‘My Husband Always Crosses the Line’: Textual Identity and Presentation of ‘the Self’ in Family Conflict Communication

Document Type : Research Article


1 College English Department, College of Foreign Languages and Cultures, Xiamen University, China; School of the Arts and Media, Faculty of Arts, Design & Architecture, University of New South Wales, Australia

2 School of the Arts and Media, Faculty of Arts, Design, & Architecture, University of New South Wales, Australia



This paper is a contribution to appraisal-based scholarship concerned with the discursive performance of what is variously termed ‘identity’ or ‘persona’—specifically the scholarship which proposes that key aspects of textual identity/persona can be related to tendencies in speakers’i deployment of the resources for conveying evaluative meanings. Our contribution is via an analysis of similarities and differences in the use of meanings which convey attitudinal assessment by couples participating in a Chinese ‘reality TV’ family dispute resolution program; we formulate identity/persona as involving ways of presenting ‘the self,’ specifically those aspects of ‘the self’ associated with what attitudinal meanings the speaker advances and with how those meanings are advanced.
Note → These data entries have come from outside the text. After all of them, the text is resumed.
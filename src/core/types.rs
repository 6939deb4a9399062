use std::path::{Path, PathBuf};
use bytes::Bytes;
use serde::{Deserialize, Serialize};
use tokio::fs::File;
use tokio::io::{AsyncReadExt, AsyncSeekExt};
use uuid::Uuid;
use super::errors::{ClientError, Result};

/// 默认分片大小 2MB
pub const DEFAULT_SEGMENT_SIZE: u64 = 2 * 1024 * 1024;

/// 未识别扩展名时的类型
pub const FALLBACK_CONTENT_TYPE: &str = "application/octet-stream";

/// 文件内容来源
#[derive(Debug, Clone)]
pub enum FileBody {
    /// 内存中的完整内容
    Memory(Bytes),
    /// 磁盘文件，按需读取
    Disk(PathBuf),
}

/// 用户选中的待上传文件，选定后不可变
#[derive(Debug, Clone)]
pub struct UploadFile {
    /// 文件名（含扩展名）
    pub name: String,
    /// 总字节数
    pub size: u64,
    /// MIME 类型
    pub content_type: String,
    pub body: FileBody,
}

impl UploadFile {
    /// 从磁盘打开文件，类型由扩展名推断
    pub async fn open(path: impl AsRef<Path>) -> Result<Self> {
        let path = path.as_ref();
        let metadata = tokio::fs::metadata(path).await?;
        if !metadata.is_file() {
            return Err(ClientError::InvalidFile(format!("{} is not a regular file", path.display())));
        }

        let name = path.file_name()
            .and_then(|n| n.to_str())
            .ok_or_else(|| ClientError::InvalidFile("Can't be read filename".to_string()))?
            .to_string();

        Ok(Self {
            name,
            size: metadata.len(),
            content_type: content_type_for(path).to_string(),
            body: FileBody::Disk(path.to_path_buf()),
        })
    }

    pub fn from_bytes(name: impl Into<String>, content_type: impl Into<String>, data: impl Into<Bytes>) -> Self {
        let data = data.into();
        Self {
            name: name.into(),
            size: data.len() as u64,
            content_type: content_type.into(),
            body: FileBody::Memory(data),
        }
    }

    /// 覆盖推断出的类型
    pub fn with_content_type(mut self, content_type: impl Into<String>) -> Self {
        self.content_type = content_type.into();
        self
    }

    pub fn is_video(&self) -> bool {
        self.content_type.starts_with("video/")
    }
}

/// 文件中一段连续的字节区间
#[derive(Debug, Clone)]
pub struct Segment {
    /// 序号，从 0 开始
    pub index: usize,
    /// 在原文件中的起始偏移
    pub offset: u64,
    /// 字节长度
    pub len: u64,
    /// 展示用文件名，如 `clip_part1.mp4`
    pub name: String,
    pub(crate) body: FileBody,
}

impl Segment {
    pub fn body(&self) -> &FileBody {
        &self.body
    }

    /// 读取该分片的字节内容
    pub async fn payload(&self) -> Result<Bytes> {
        match &self.body {
            FileBody::Memory(data) => {
                let start = self.offset as usize;
                let end = start + self.len as usize;
                Ok(data.slice(start..end))
            }
            FileBody::Disk(path) => {
                let mut file = File::open(path).await?;
                file.seek(std::io::SeekFrom::Start(self.offset)).await?;

                let mut buffer = vec![0u8; self.len as usize];
                file.read_exact(&mut buffer).await?;
                Ok(Bytes::from(buffer))
            }
        }
    }
}

/// 一次提交中所有分片共享的标识
#[derive(Debug, Clone, Copy, PartialEq, Eq, Hash, Deserialize, Serialize)]
pub struct BatchId(pub Uuid);

impl BatchId {
    pub fn new() -> Self {
        Self(Uuid::new_v4())
    }
}

impl Default for BatchId {
    fn default() -> Self {
        Self::new()
    }
}

impl std::fmt::Display for BatchId {
    fn fmt(&self, f: &mut std::fmt::Formatter<'_>) -> std::fmt::Result {
        write!(f, "{}", self.0)
    }
}

/// 分片批次，服务端据此重组顺序
#[derive(Debug, Clone, Copy, PartialEq, Eq)]
pub struct UploadBatch {
    pub id: BatchId,
    pub total_segments: usize,
}

impl UploadBatch {
    pub fn new(total_segments: usize) -> Self {
        Self {
            id: BatchId::new(),
            total_segments,
        }
    }
}

/// 上传进度
#[derive(Debug, Clone, Copy, PartialEq)]
pub struct UploadProgress {
    /// 已完成的分片数
    pub segments_uploaded: usize,
    /// 分片总数
    pub total_segments: usize,
    /// 已上传字节数
    pub bytes_uploaded: u64,
    /// 总字节数
    pub total_bytes: u64,
    /// 完成百分比 [0, 100]
    pub percentage: f64,
}

impl UploadProgress {
    pub fn new(segments_uploaded: usize, total_segments: usize, bytes_uploaded: u64, total_bytes: u64) -> Self {
        let percentage = if total_segments > 0 {
            100.0 * segments_uploaded as f64 / total_segments as f64
        } else {
            0.0
        };

        Self {
            segments_uploaded,
            total_segments,
            bytes_uploaded,
            total_bytes,
            percentage,
        }
    }
}

/// 根据扩展名推断 MIME 类型
pub fn content_type_for(path: &Path) -> &'static str {
    let ext = match path.extension().and_then(|e| e.to_str()) {
        Some(ext) => ext.to_ascii_lowercase(),
        None => return FALLBACK_CONTENT_TYPE,
    };

    match ext.as_str() {
        "mp4" | "m4v" => "video/mp4",
        "mov" => "video/quicktime",
        "webm" => "video/webm",
        "mkv" => "video/x-matroska",
        "avi" => "video/x-msvideo",
        "wmv" => "video/x-ms-wmv",
        "flv" => "video/x-flv",
        "mpeg" | "mpg" => "video/mpeg",
        "ogv" => "video/ogg",
        "3gp" => "video/3gpp",
        "ts" => "video/mp2t",
        "jpg" | "jpeg" => "image/jpeg",
        "png" => "image/png",
        "gif" => "image/gif",
        "webp" => "image/webp",
        "svg" => "image/svg+xml",
        "mp3" => "audio/mpeg",
        "wav" => "audio/wav",
        "ogg" => "audio/ogg",
        "json" => "application/json",
        "txt" => "text/plain",
        _ => FALLBACK_CONTENT_TYPE,
    }
}

#[cfg(test)]
mod tests {
    use super::*;

    #[test]
    fn content_type_from_extension() {
        assert_eq!(content_type_for(Path::new("a/clip.MP4")), "video/mp4");
        assert_eq!(content_type_for(Path::new("clip.mov")), "video/quicktime");
        assert_eq!(content_type_for(Path::new("photo.jpeg")), "image/jpeg");
        assert_eq!(content_type_for(Path::new("noext")), FALLBACK_CONTENT_TYPE);
        assert_eq!(content_type_for(Path::new("weird.xyz")), FALLBACK_CONTENT_TYPE);
    }

    #[test]
    fn progress_percentage() {
        let progress = UploadProgress::new(1, 4, 10, 40);
        assert_eq!(progress.percentage, 25.0);

        let progress = UploadProgress::new(0, 0, 0, 0);
        assert_eq!(progress.percentage, 0.0);
    }

    #[test]
    fn batch_ids_are_unique() {
        let a = UploadBatch::new(3);
        let b = UploadBatch::new(3);
        assert_ne!(a.id, b.id);
        assert!(!a.id.to_string().is_empty());
    }

    #[tokio::test]
    async fn open_reads_metadata_from_disk() {
        let dir = tempfile::tempdir().unwrap();
        let path = dir.path().join("match.webm");
        tokio::fs::write(&path, vec![7u8; 1500]).await.unwrap();

        let file = UploadFile::open(&path).await.unwrap();
        assert_eq!(file.name, "match.webm");
        assert_eq!(file.size, 1500);
        assert_eq!(file.content_type, "video/webm");
        assert!(file.is_video());
    }

    #[tokio::test]
    async fn open_rejects_directories() {
        let dir = tempfile::tempdir().unwrap();
        let err = UploadFile::open(dir.path()).await.unwrap_err();
        assert!(matches!(err, ClientError::InvalidFile(_)));
    }

    #[test]
    fn content_type_override() {
        let file = UploadFile::from_bytes("clip.bin", FALLBACK_CONTENT_TYPE, vec![1u8, 2, 3])
            .with_content_type("video/mp4");
        assert!(file.is_video());
        assert_eq!(file.size, 3);
    }
}
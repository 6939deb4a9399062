pub mod progress;

pub use progress::{format_bytes, progress_bar, round_percentage, BAR_WIDTH};
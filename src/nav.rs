/// 侧边栏菜单项
#[derive(Debug, Clone, Copy, PartialEq, Eq)]
pub struct Destination {
    pub title: &'static str,
    pub path: &'static str,
    /// 对应的命令行子命令，图片上传没有命令行入口
    pub command: Option<&'static str>,
}

pub const MENU_LABEL: &str = "Application";

pub static MENU: [Destination; 3] = [
    Destination {
        title: "Upload images",
        path: "/",
        command: None,
    },
    Destination {
        title: "Upload video",
        path: "/video",
        command: Some("upload-video"),
    },
    Destination {
        title: "Assets",
        path: "/asset",
        command: Some("assets"),
    },
];

impl Destination {
    /// 根路径只做精确匹配，其他按前缀匹配
    pub fn is_active(&self, current_path: &str) -> bool {
        if self.path == "/" {
            current_path == self.path
        } else {
            current_path.starts_with(self.path)
        }
    }
}

pub fn active_destination(current_path: &str) -> Option<&'static Destination> {
    MENU.iter().find(|d| d.is_active(current_path))
}

#[cfg(test)]
mod tests {
    use super::*;

    #[test]
    fn root_only_matches_exactly() {
        assert_eq!(active_destination("/").unwrap().title, "Upload images");
        assert!(!MENU[0].is_active("/video"));
    }

    #[test]
    fn nested_paths_match_by_prefix() {
        assert_eq!(active_destination("/video").unwrap().title, "Upload video");
        assert_eq!(active_destination("/video/123").unwrap().title, "Upload video");
        assert_eq!(active_destination("/asset").unwrap().title, "Assets");
        assert!(active_destination("/settings").is_none());
    }
}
We demonstrate a methodology which classifies expressions of positive/negative assessment by reference to the subtype of attitude, its valency (positive or negative), whether the assessment is explicitly or implicitly conveyed, and the type of the assessment target (who or what is being evaluated). Via this methodology, we show how these ways of self-presentation can be characterised, compared, and grouped into subtypes (i.e., ways of self-presentation which, broadly speaking, are repeated across speakers). We report findings that, in their self-presentations, the participants in this programme were broadly similar in their deployment of some options for conveying positive or negative assessment (e.g., in a preference for implicitly rather than explicitly conveying their attitude), but that there were also significant individual differences (e.g., in terms of readiness to report their own experiencing of negative emotions). Also, we offer an exploration of how computational tools for multivariate cluster analysis might be deployed to develop more abstract characterisations and comparisons of ways of self-presentation—characterisations which reference tendencies across multiple options for attitudinal assessment.